FACTS : a criminal complaint was filed in the Municipal Trial Court (MTC) of
Tarlac City on March 23, 1994, charging petitioner Henry Uy with violation of
Article 189 (Unfair Competition) of the Revised Penal Code.

On January 30, 1995, the court issued a warrant of arrest against petitioners.
On July 10, 1995, petitioners were arraigned, assisted by counsel, and
pleaded not guilty to the charge.

Petitioners, through counsel, waived the pre-trial conference on October 25,
1995. The initial trial was set on November 27, 1995.

However, it was only on February 26, 1996 that the first witness of the
prosecution, Atty. Estavillo of the NBI, testified.

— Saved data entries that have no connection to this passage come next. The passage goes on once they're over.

//! The request as seen by handlers.

use std::any::Any;
use std::fmt;

use log::{debug, warn};

use crate::parser::{Authorization, Header, Headers, HttpVersion, Method, Parameter, Params, RequestHead};
use crate::server::auth::{basic_challenge, basic_token, DEFAULT_REALM};
use crate::server::response::{HttpResponse, StatusCode};

/// An HTTP request bound to one connection.
///
/// Owns the parsed head, the path arguments captured by the matching route,
/// and at most one response. Handlers reply with [`send`](Self::send) or one
/// of its shortcuts; the response is emitted once the request body has been
/// fully received.
pub struct HttpRequest {
    pub(crate) head: RequestHead,
    pub(crate) path_params: Vec<String>,
    pub(crate) response: Option<HttpResponse>,
    interesting: Vec<String>,
    user_data: Option<Box<dyn Any>>,
    disconnect: Option<Box<dyn FnOnce()>>,
}

impl HttpRequest {
    pub(crate) fn new() -> Self {
        Self::from_head(RequestHead::default())
    }

    /// A request around an already parsed head, not tied to any connection.
    pub fn from_head(head: RequestHead) -> Self {
        Self {
            head,
            path_params: Vec::new(),
            response: None,
            interesting: Vec::new(),
            user_data: None,
            disconnect: None,
        }
    }

    pub fn method(&self) -> Method {
        self.head.method
    }

    /// The decoded path, without the query string.
    pub fn url(&self) -> &str {
        &self.head.url
    }

    pub fn version(&self) -> HttpVersion {
        self.head.version
    }

    pub fn host(&self) -> Option<&str> {
        self.head.host.as_deref()
    }

    pub fn content_type(&self) -> Option<&str> {
        self.head.content_type.as_deref()
    }

    pub fn content_length(&self) -> usize {
        self.head.content_length
    }

    pub fn is_multipart(&self) -> bool {
        self.head.is_multipart()
    }

    pub fn head(&self) -> &RequestHead {
        &self.head
    }

    // Parameters

    /// Value of the first parameter with this name, from the query or body.
    pub fn arg(&self, name: &str) -> Option<&str> {
        self.head.params.value(name)
    }

    pub fn has_arg(&self, name: &str) -> bool {
        self.head.params.get(name).is_some()
    }

    /// First parameter with this name and origin.
    pub fn param(&self, name: &str, from_body: bool, is_file: bool) -> Option<&Parameter> {
        self.head.params.find(name, from_body, is_file)
    }

    pub fn param_at(&self, index: usize) -> Option<&Parameter> {
        self.head.params.get_index(index)
    }

    pub fn params(&self) -> &Params {
        &self.head.params
    }

    /// Capture group `index` of the route's regular expression.
    pub fn path_arg(&self, index: usize) -> Option<&str> {
        self.path_params.get(index).map(String::as_str)
    }

    pub fn path_args(&self) -> &[String] {
        &self.path_params
    }

    // Headers

    pub fn header(&self, name: &str) -> Option<&Header> {
        self.head.headers.get(name)
    }

    pub fn header_at(&self, index: usize) -> Option<&Header> {
        self.head.headers.get_index(index)
    }

    pub fn has_header(&self, name: &str) -> bool {
        self.head.headers.contains(name)
    }

    pub fn headers(&self) -> &Headers {
        &self.head.headers
    }

    /// Keep this header past the end of header parsing.
    ///
    /// Only effective while a handler is being selected; afterwards the
    /// headers nobody asked for are gone.
    pub fn add_interesting_header(&mut self, name: impl Into<String>) {
        let name = name.into();
        if !self.interesting.iter().any(|n| n.eq_ignore_ascii_case(&name)) {
            self.interesting.push(name);
        }
    }

    /// Drop headers that are neither parser-interpreted nor asked for.
    pub(crate) fn remove_uninteresting_headers(&mut self, configured: &[String]) {
        if configured.iter().chain(self.interesting.iter()).any(|n| n == "*") {
            return;
        }
        let interesting = &self.interesting;
        let before = self.head.headers.len();
        self.head.headers.retain(|header| {
            let name = header.name();
            RequestHead::is_special_header(name)
                || configured
                    .iter()
                    .chain(interesting.iter())
                    .any(|n| n.eq_ignore_ascii_case(name))
        });
        let dropped = before - self.head.headers.len();
        if dropped > 0 {
            debug!("Dropped {dropped} uninteresting headers");
        }
    }

    // Authentication

    /// Check Basic credentials against the `Authorization` header.
    pub fn authenticate(&self, username: &str, password: &str) -> bool {
        self.authenticate_hash(&basic_token(username, password))
    }

    /// Check a precomputed Basic token (base64 of `user:pass`).
    pub fn authenticate_hash(&self, token: &str) -> bool {
        match &self.head.authorization {
            Some(Authorization::Basic(sent)) => sent == token,
            Some(Authorization::Digest(_)) => {
                debug!("Digest credentials are not verified");
                false
            }
            None => false,
        }
    }

    /// Reply `401` with a Basic challenge for `realm`.
    pub fn request_authentication(&mut self, realm: Option<&str>) {
        let realm = realm.unwrap_or(DEFAULT_REALM);
        self.send(
            HttpResponse::new(StatusCode::Unauthorized)
                .with_header("WWW-Authenticate", basic_challenge(realm)),
        );
    }

    // Responding

    /// Set the response. Replaces an earlier one that has not started yet.
    pub fn send(&mut self, response: HttpResponse) {
        if let Some(current) = &self.response {
            if current.is_started() {
                warn!("Response already started, ignoring {}", response.status());
                return;
            }
        }
        self.response = Some(response);
    }

    pub fn send_status(&mut self, status: StatusCode) {
        self.send(HttpResponse::new(status));
    }

    pub fn send_text(&mut self, status: StatusCode, content_type: &str, body: impl Into<String>) {
        self.send(
            HttpResponse::new(status)
                .with_content_type(content_type)
                .with_body_string(body),
        );
    }

    /// Reply `302 Found` pointing at `url`.
    pub fn redirect(&mut self, url: impl Into<String>) {
        self.send(HttpResponse::redirect(url));
    }

    pub fn response(&self) -> Option<&HttpResponse> {
        self.response.as_ref()
    }

    pub fn has_response(&self) -> bool {
        self.response.is_some()
    }

    // Per-request state

    /// Attach a value, replacing any earlier one.
    pub fn set_user_data<T: Any>(&mut self, value: T) {
        self.user_data = Some(Box::new(value));
    }

    pub fn user_data_mut<T: Any>(&mut self) -> Option<&mut T> {
        self.user_data.as_mut()?.downcast_mut()
    }

    pub fn take_user_data<T: Any>(&mut self) -> Option<T> {
        match self.user_data.take()?.downcast::<T>() {
            Ok(value) => Some(*value),
            Err(other) => {
                self.user_data = Some(other);
                None
            }
        }
    }

    /// Run `callback` when the connection goes away.
    pub fn on_disconnect<F>(&mut self, callback: F)
    where
        F: FnOnce() + 'static,
    {
        self.disconnect = Some(Box::new(callback));
    }

    pub(crate) fn fire_disconnect(&mut self) {
        if let Some(callback) = self.disconnect.take() {
            callback();
        }
    }
}

impl fmt::Debug for HttpRequest {
    fn fmt(&self, f: &mut fmt::Formatter<'_>) -> fmt::Result {
        f.debug_struct("HttpRequest")
            .field("head", &self.head)
            .field("path_params", &self.path_params)
            .field("response", &self.response)
            .finish_non_exhaustive()
    }
}

#[cfg(test)]
mod tests {
    use super::*;
    use crate::parser::parse_request;

    fn request(raw: &[u8]) -> HttpRequest {
        HttpRequest::from_head(parse_request(raw).unwrap())
    }

    #[test]
    fn test_args_and_absence() {
        let req = request(b"GET /q?a=1&empty=&a=2 HTTP/1.1\r\n\r\n");
        assert_eq!(req.arg("a"), Some("1"));
        assert_eq!(req.arg("empty"), Some(""));
        assert_eq!(req.arg("missing"), None);
        assert!(req.has_arg("empty"));
        assert_eq!(req.param_at(2).map(Parameter::value), Some("2"));
        assert!(req.param("a", true, false).is_none());
        assert!(req.param("a", false, false).is_some());
    }

    #[test]
    fn test_uninteresting_headers_removed() {
        let mut req = request(
            b"GET / HTTP/1.1\r\nHost: h\r\nX-Trace: 1\r\nCookie: c\r\nUser-Agent: u\r\n\r\n",
        );
        req.add_interesting_header("cookie");
        req.remove_uninteresting_headers(&["User-Agent".to_string()]);
        assert!(req.has_header("Host"));
        assert!(req.has_header("Cookie"));
        assert!(req.has_header("user-agent"));
        assert!(!req.has_header("X-Trace"));
    }

    #[test]
    fn test_wildcard_keeps_everything() {
        let mut req = request(b"GET / HTTP/1.1\r\nX-One: 1\r\nX-Two: 2\r\n\r\n");
        req.remove_uninteresting_headers(&["*".to_string()]);
        assert_eq!(req.headers().len(), 2);
    }

    #[test]
    fn test_authenticate() {
        let token = basic_token("admin", "pw");
        let raw = format!("GET / HTTP/1.1\r\nAuthorization: Basic {token}\r\n\r\n");
        let req = request(raw.as_bytes());
        assert!(req.authenticate("admin", "pw"));
        assert!(!req.authenticate("admin", "nope"));
        assert!(req.authenticate_hash(&token));
    }

    #[test]
    fn test_user_data() {
        let mut req = HttpRequest::new();
        assert!(req.user_data_mut::<u32>().is_none());
        req.set_user_data(5u32);
        *req.user_data_mut::<u32>().unwrap() += 1;
        assert!(req.take_user_data::<String>().is_none());
        assert_eq!(req.take_user_data::<u32>(), Some(6));
    }

    #[test]
    fn test_send_replaces_unstarted_response() {
        let mut req = HttpRequest::new();
        req.send_status(StatusCode::Accepted);
        req.send_text(StatusCode::Ok, "text/plain", "done");
        assert_eq!(req.response().map(HttpResponse::status), Some(StatusCode::Ok));
    }
}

In October 1996, this Court issued Administrative Order (A.O.) No. 104-96
providing, inter alia, that the RTC shall have exclusive jurisdiction over
violations of Articles 188 and 189 of the Revised Penal Code and Republic
Act (R.A.) No. 166

Despite the administrative order of the Court, the MTC continued with the
trial. Gloria P. Tomboc, Analyst of the Bureau of Food and Drugs
Administration (BFAD), testified on August 25, 1997

On December 12, 1999, the prosecution filed its formal offer of evidence. In
the meantime, on October 22, 1999, Atty. Joselito L. Lim had moved to
withdraw his appearance as counsel for petitioners;15 the court had granted
the motion on October 25, 1999; and the new counsel of petitioners,
Balbastro and Associates, had entered its appearance on November 24,
1999.

On February 15, 2000, the court resolved to admit the documentary evidence
of the prosecution. On March 10, 2000, petitioners, through their new
counsel, filed a Motion for Leave to File Demurrer to Evidence

In its Resolution dated May 16, 2000,22 the court held that there was prima
facie evidence which, if unrebutted or not contradicted, would be sufficient to
warrant the conviction of petitioners. However, the court ruled that the RTC
was vested by law with the exclusive and original jurisdiction to try and
decide charges for violation of R.A. No. 166 as amended by R.A. No. 8293

The City Prosecutor forwarded the case records to the Clerk of Court of RTC,
Br. 63, Tarlac City.23 On June 19, 2000, the RTC ordered the City
Prosecutor to conduct the requisite preliminary investigation and to file the
necessary Information if he found probable cause against petitioners.

The City Prosecutor found probable cause based on the findings of the MTC
in its May 16, 2000 Resolution that there was a prima facie case against
petitioners.24 He filed an Information in the RTC on July 18, 2000 for
violation of Article 189 of the Revised Penal Code.25 The Information reads


Petitioners filed a Motion to Quash the Information,27 alleging that their
rights to due process and speedy trial had been violated

On September 8, 2000, the court issued an Order denying the motion to
quash.

ISSUE : WON the right to speedy disposition of the case has been violated

HELD : Not only the petitioners but the State as well were prejudiced by the
inordinate delay in the trial of the case. It took the prosecution more than four
years to rest its case after presenting only three witnesses.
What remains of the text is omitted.